There are plenty of reasons of these high losses. Up to one tenth of the surface area of solar cells, for instance, remains covered by contact fingers that extract the current generated. At the locations of these contact fingers, light cannot reach the active area of the solar cell and efficiency of the cell decreases.

“Our model experiments have shown that the cloak layer makes the contact fingers nearly completely invisible,” said doctoral student Martin Schumann of the KIT Institute of Applied Physics, who conducted the experiments and simulations. Physicists of KIT around project head Carsten Rockstuhl, together with partners from Aachen, Freiburg, Halle, Jena, and Jülich, modified the optical invisibility cloak designed at KIT for guiding the incident light around the contact fingers of the solar cell.

Normally, invisibility cloak research aims at making objects invisible. For this purpose, light guides around the object that needs hiding. This research project did not focus on hiding the contact fingers visually, but on the deflected light that reaches the active surface area of the solar cell thanks to the invisibility cloak.

To achieve the cloaking effect, the scientists pursued two approaches.

Both approached end up based on applying a polymer coating onto the solar cell. This coating has to possess exactly calculated optical properties, i.e. an index of refraction that depends on the location or a special surface shape. The second concept is promising, as it can potentially integrate into mass production of solar cells at low costs. The surface of the cloak layer ends up grooved along the contact fingers. In this way, incident light refracts away from the contact fingers and finally reaches the active surface area of the solar cell.

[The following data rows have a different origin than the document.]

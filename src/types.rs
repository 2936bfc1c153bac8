use std::fmt;

/// A typed field value stored in a tuple.
///
/// The set is closed and every variant has total equality, so a `Value`
/// can key a group map directly.
#[derive(Debug, Clone, PartialEq, Eq, Hash)]
pub enum Value {
    Integer(i64),
    Varchar(String),
}

impl Value {
    pub fn data_type(&self) -> DataType {
        match self {
            Value::Integer(_) => DataType::BigInt,
            Value::Varchar(_) => DataType::Varchar,
        }
    }

    pub fn as_i64(&self) -> Option<i64> {
        match self {
            Value::Integer(v) => Some(*v),
            _ => None,
        }
    }

    pub fn as_str(&self) -> Option<&str> {
        match self {
            Value::Varchar(v) => Some(v.as_str()),
            _ => None,
        }
    }
}

impl fmt::Display for Value {
    fn fmt(&self, f: &mut fmt::Formatter<'_>) -> fmt::Result {
        match self {
            Value::Integer(v) => write!(f, "{}", v),
            Value::Varchar(v) => write!(f, "{}", v),
        }
    }
}

#[derive(Debug, Clone, Copy, PartialEq, Eq, Hash)]
pub enum DataType {
    BigInt,
    Varchar,
}

impl fmt::Display for DataType {
    fn fmt(&self, f: &mut fmt::Formatter<'_>) -> fmt::Result {
        match self {
            DataType::BigInt => write!(f, "BIGINT"),
            DataType::Varchar => write!(f, "VARCHAR"),
        }
    }
}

By means of a model experiment and detailed simulations, the researchers found the two concepts can hide the contact fingers. In the next step, the researchers planned to apply the cloaking layer onto a solar cell in order to determine the efficiency increase. The physicists are optimistic that efficiency will improve by the cloak under real conditions.

“When applying such a coating onto a real solar cell, optical losses via the contact fingers are supposed to be reduced and efficiency is assumed to be increased by up to 10 percent,” Schumann said.